III. Décision faisant l’objet du présent contrôle judiciaire

[11]           La SPR a correctement noté que la demande d’asile des demandeurs devait être étudiée uniquement sous l’angle de l’alinéa 97(1)b) de la LIPR, puisque la jurisprudence est non équivoque  que les victimes de criminalité ne sont pas considérées comme un groupe social au sens de l’article 96 de la LIPR lorsqu’il n’est pas démontré que l’État serait impliqué dans le préjudice redouté.

 

[12]           Les principales conclusions sur lesquelles la SPR s’est appuyée pour rejeter la demande d’asile des demandeurs étaient la crédibilité, l’absence de crainte subjective chez les demandeurs et leur défaut de solliciter la protection de l’État.

 

[13]           La SPR a généralement accepté la véracité des évènements allégués par les demandeurs, mais, selon la prépondérance des probabilités, elle n’était pas satisfaite :

a.       que les autorités mexicaines seraient de connivence avec les propriétaires du bar pour poursuivre et arrêter le demandeur;

b.      que la cour était disposée à agir en faveur des propriétaires du bar en échange d’une somme d’argent; ou encore,

c.       que des intérêts politiques aient été en jeu puisque lors des dernières élections pour la mairie de la ville de Mexico où résidaient les demandeurs, l’un des candidats aurait promis de « faire un ménage dans les bars ».

 

[14]           La SPR a correctement mentionné que le défaut de saisir la première occasion pour demander la protection peut être un facteur à considérer dans l’appréciation de la prétention des demandeurs que leur vie et sécurité est en danger, bien que ce fait ne soit pas déterminant à lui seul. La SPR a donc tiré une inférence négative quant à la crainte subjective des demandeurs du fait qu’ils ont attendu plus de deux mois après leur arrivée au Canada pour y demander la protection.

 

[15]           En ce qui concerne le défaut des demandeurs de se prévaloir de la protection de l’État, la SPR a mentionné que la simple affirmation des demandeurs voulant que des intérêts politiques étaient en jeu et que les propriétaires du bar n’ont pas été eux-mêmes arrêtés parce qu’ils bénéficiaient de la connivence des autorités policières ou judiciaires, ou leur soupçon que leurs agresseurs lors de l’incident du 26 novembre 2008 étaient des policiers, n’étaient pas suffisants pour établir que l’État mexicain serait incapable de leur offrir la protection adéquate qu’ils requièrent.

 

[16]           La SPR a conclu que les demandeurs n’ont pas réussi à réfuter la présomption de protection de l’État au sens de l’arrêt Canada (Procureur général) c Ward, [1993] 2 RCS 689 car le demandeur principal a choisi de ne jamais divulguer la persécution qu’il subissait et a même refusé de comparaître pour témoigner devant la cour.

 

[17]           Par ailleurs, la SPR a noté que le fait que le demandeur a pu être libéré grâce à l’intervention d’un avocat retenu par sa famille porte à croire que, dans l’éventualité de problèmes subséquents, les demandeurs pourraient bénéficier de ressources leur permettant de chercher une protection et que celle-ci serait probablement accordée.

 

[18]           Enfin, la SPR a jugé qu’advenant son retour au Mexique, le demandeur principal ne risquerait plus d’être incommodé à cause des incidents qui datent il y a plus de cinq ans, puisque sa mère qui habite toujours à Mexico n’a eu aucun problème en ce sens depuis le départ des demandeurs.

 

IV. Points en litige

[19]           (1) La SPR a-t-elle commis une erreur dans son évaluation de la crédibilité des demandeurs?
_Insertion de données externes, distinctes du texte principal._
//! Deterministic merge: per-record LWW, tombstone-aware list-item merge,
//! and the two-phase list order normalizer.

pub mod list_item;
pub mod lww;
pub mod normalize;

pub use list_item::{merge_list_item, ListItemMerge};
pub use lww::merge_scalar;
pub use normalize::{apply_pending_losers, reconcile_all_lists, reconcile_list_order, PendingLoser};
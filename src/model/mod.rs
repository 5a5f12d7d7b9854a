//! The record model: the tagged [`types::Record`] that backs every user
//! key, its [`value::Value`] codec, and the [`key`] router that maps user
//! keys to buckets and list-internal key shapes.

pub mod key;
pub mod record;
pub mod types;
pub mod value;

pub use key::{bucket_of, is_list_meta_key, list_item_key, list_meta_key, list_name_from_meta_key, parse_list_item_key, ListItemKey};
pub use types::{ConflictLoser, Record, RecordId, ValidationError, ValueType};
pub use value::Value;
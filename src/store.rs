//! The public surface (`spec.md` §6): scalars, batch ops, enumeration,
//! lists, and the sync/event controls, all assembled from the bucket store,
//! record model, merge engine, git transport, and sync subsystem.

use std::collections::{HashMap, HashSet};
use std::sync::{Arc, Mutex};
use std::time::Duration;

use crate::bucket::{BucketMap, BucketStore};
use crate::clock::now_ms;
use crate::config::{HistoryConfig, StoreConfig};
use crate::error::StoreError;
use crate::git::{GitBackend, Git2Backend};
use crate::glob;
use crate::model::{bucket_of, list_item_key, list_meta_key, parse_list_item_key, Record, RecordId, Value, ValueType};
use crate::sync::{EventBus, Scheduler, StatusSnapshot, SyncCoordinator, SyncEvent, SyncEventKind, SyncOutcome, Unsubscribe};

/// Result of a paginated `scan()` call. `cursor == 0` signals the end of
/// the scan round (spec.md §6).
#[derive(Clone, Debug, PartialEq, Eq)]
pub struct ScanResult {
    pub cursor: u64,
    pub keys: Vec<String>,
}

/// Outcome of `lpop`/`rpop`. The dynamic "scalar-or-array depending on
/// `count`" rule from `spec.md` §6 is expressed as a Rust enum rather than
/// a runtime type check (DESIGN NOTES §9's "tagged variant" translation):
/// `count <= 1` yields `Empty`/`One`, `count > 1` always yields `Many`
/// (possibly empty).
#[derive(Clone, Debug, PartialEq, Eq)]
pub enum PopOutcome {
    Empty,
    One(Value),
    Many(Vec<Value>),
}

/// Partial configuration update for `Store::set_config`. Every field left
/// `None` leaves the current value untouched.
#[derive(Clone, Debug, Default)]
pub struct ConfigUpdate {
    pub repo_url: Option<String>,
    pub branch: Option<String>,
    pub username: Option<String>,
    pub token: Option<String>,
    pub data_dir: Option<std::path::PathBuf>,
    pub auto_sync: Option<bool>,
    pub sync_on_change: Option<bool>,
    pub sync_interval_minutes: Option<u32>,
    pub debounce: Option<Duration>,
    pub history: Option<HistoryConfig>,
}

/// The embeddable key-value store. Owns the bucket-sharded record store,
/// the git transport, the sync coordinator/compactor, the debounce/interval
/// scheduler, and the lifecycle event bus.
pub struct Store {
    buckets: Arc<BucketStore>,
    events: Arc<EventBus>,
    config: Arc<Mutex<StoreConfig>>,
    coordinator: Arc<SyncCoordinator>,
    scheduler: Scheduler,
}
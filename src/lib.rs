//! An embeddable key-value store that persists through a git repository and
//! converges across independent writers via scheduled three-way merges.
//!
//! A [`Store`] owns a bucket-sharded JSON record store on disk, a git
//! transport for fetch/commit/push, and a background scheduler that
//! debounces on-change syncs and drives a periodic interval sync. Scalars,
//! batch operations, key enumeration, and list operations are all
//! available without ever calling [`Store::sync`] directly — sync only
//! matters for convergence with other writers sharing the same remote.
//!
//! ```no_run
//! use git_kv_store::{Store, StoreConfig};
//!
//! let store = Store::open(StoreConfig::default());
//! store.set("greeting", "hello").expect("writes");
//! assert_eq!(store.get("greeting"), Some("hello".into()));
//! ```

pub mod bucket;
pub mod config;
pub mod error;
pub mod git;
pub mod glob;
pub mod merge;
pub mod model;
pub mod store;
pub mod sync;

mod clock;

pub use config::{HistoryConfig, StoreConfig};
pub use error::StoreError;
pub use model::{ConflictLoser, Record, RecordId, Value, ValueType};
pub use store::{ConfigUpdate, PopOutcome, ScanResult, Store};
pub use sync::{StatusSnapshot, SyncEvent, SyncEventKind, SyncOutcome, SyncStatus, Unsubscribe};
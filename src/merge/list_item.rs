//! Tombstone-aware list-item merge (spec.md §4.4).
//!
//! Lists tolerate "same position, two concurrent writes" by preserving both
//! values: the loser is surfaced here and re-inserted as a new item by the
//! normalizer ([`super::normalize`]), never overwritten in place.

use super::lww::pick_winner;
use crate::model::Record;

/// Outcome of merging one list item slot.
pub struct ListItemMerge {
    /// The record that occupies the original key going forward.
    pub winner: Record,
    /// Present only when both sides were live, differed, and the loser
    /// must be re-added as a new item by the normalizer.
    pub loser: Option<Record>,
}

/// Merge one list-item slot.
///
/// - Either side absent: the present one wins, no loser.
/// - Both tombstoned: LWW picks the winner; no loser is surfaced (a
///   tombstone carries no content worth preserving as a duplicate).
/// - One tombstoned, one live: the live record wins unconditionally —
///   delete-vs-update prefers update regardless of timestamp. No loser.
/// - Both live: LWW picks the winner. If the two differ on either
///   `updated_at` or `id`, the defeated side is surfaced as a loser for
///   reinsertion. If `(updated_at, id)` are identical the sides are the
///   same write observed twice; no loser.
#[must_use]
pub fn merge_list_item(local: Option<&Record>, remote: Option<&Record>) -> Option<ListItemMerge> {
    match (local, remote) {
        (None, None) => None,
        (Some(l), None) => Some(ListItemMerge { winner: l.clone(), loser: None }),
        (None, Some(r)) => Some(ListItemMerge { winner: r.clone(), loser: None }),
        (Some(l), Some(r)) => Some(merge_both_present(l, r)),
    }
}

fn merge_both_present(l: &Record, r: &Record) -> ListItemMerge {
    match (l.is_live(), r.is_live()) {
        (false, false) => ListItemMerge { winner: pick_winner(l, r).clone(), loser: None },
        (true, false) => ListItemMerge { winner: l.clone(), loser: None },
        (false, true) => ListItemMerge { winner: r.clone(), loser: None },
        (true, true) => {
            let winner = pick_winner(l, r).clone();
            let loser_candidate = if std::ptr::eq(pick_winner(l, r), l) { r } else { l };
            // A loser is surfaced whenever the two sides differ on the
            // dimensions the merge actually compares — (updated_at, id) —
            // even when their payloads happen to be byte-identical.
            // Content equality is deliberately not checked: see DESIGN.md's
            // resolution of the spec's same-value open question.
            if winner.updated_at == loser_candidate.updated_at && winner.id == loser_candidate.id {
                ListItemMerge { winner, loser: None }
            } else {
                ListItemMerge { winner, loser: Some(loser_candidate.clone()) }
            }
        }
    }
}

#[cfg(test)]
mod tests {
    use super::*;
    use crate::model::{RecordId, Value, ValueType};

    fn live(id: RecordId, updated_at: i64) -> Record {
        Record {
            id,
            key: "list:l:item:irrelevant".to_owned(),
            value_type: ValueType::Object,
            created_at: updated_at,
            updated_at,
            deleted_at: None,
            conflict_loser: None,
            value: Value::Object(serde_json::Map::new()),
        }
    }

    fn tombstoned(id: RecordId, updated_at: i64) -> Record {
        let mut r = live(id, updated_at);
        r.deleted_at = Some(updated_at);
        r
    }

    #[test]
    fn live_beats_tombstone_regardless_of_timestamp() {
        let local_delete = tombstoned(RecordId::new(), 4000);
        let remote_update = live(RecordId::new(), 3000);
        let result = merge_list_item(Some(&local_delete), Some(&remote_update)).expect("present");
        assert!(result.winner.is_live());
        assert_eq!(result.winner.updated_at, 3000);
        assert!(result.loser.is_none());
    }

    #[test]
    fn both_live_differing_surfaces_loser() {
        let a = live(RecordId::new(), 2000);
        let b = live(RecordId::new(), 2500);
        let result = merge_list_item(Some(&a), Some(&b)).expect("present");
        assert_eq!(result.winner.updated_at, 2500);
        let loser = result.loser.expect("loser surfaced");
        assert_eq!(loser.updated_at, 2000);
    }

    #[test]
    fn identical_updated_at_and_id_has_no_loser() {
        let id = RecordId::new();
        let a = live(id, 1000);
        let b = live(id, 1000);
        let result = merge_list_item(Some(&a), Some(&b)).expect("present");
        assert!(result.loser.is_none());
    }

    #[test]
    fn same_payload_different_id_still_surfaces_loser() {
        let a = live(RecordId::new(), 1000);
        let b = live(RecordId::new(), 1000);
        let result = merge_list_item(Some(&a), Some(&b)).expect("present");
        // Same (updated_at) but different ids: tie-break on id picks a
        // winner, and because the ids differ the defeated side is still a
        // loser even though the payloads are both empty objects.
        assert!(result.loser.is_some());
    }

    #[test]
    fn both_tombstoned_has_no_loser() {
        let a = tombstoned(RecordId::new(), 100);
        let b = tombstoned(RecordId::new(), 200);
        let result = merge_list_item(Some(&a), Some(&b)).expect("present");
        assert!(result.loser.is_none());
    }

    #[test]
    fn either_absent_has_no_loser() {
        let a = live(RecordId::new(), 100);
        assert!(merge_list_item(Some(&a), None).expect("present").loser.is_none());
        assert!(merge_list_item(None, Some(&a)).expect("present").loser.is_none());
    }
}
(2) La SPR a-t-elle commis une erreur dans son analyse de la protection de l’État dans le cas des demandeurs?

 

V. Analyse

[20]           Les arguments des demandeurs tiennent essentiellement au fait que, selon eux, la SPR aurait fait abstraction d’une lettre de l’avocat du demandeur principal, monsieur Curevo Shuy, qui avait été déposée en preuve au soutien de leurs allégations. Par souci de clarté, les extraits pertinents de cette preuve se lisent comme suit :

As lawyer of the mentioned, and upon the broken penal system that rules out country, regretably corrupt and inefficient, I suggested him to leave national territory, since it had been proved once again that the authorities would act on his detriment, borderline or against the law. His case would not have penal certainty; he would be deprived from his right to a hearing, from presenting proof in his favour and from the guarantee of due process.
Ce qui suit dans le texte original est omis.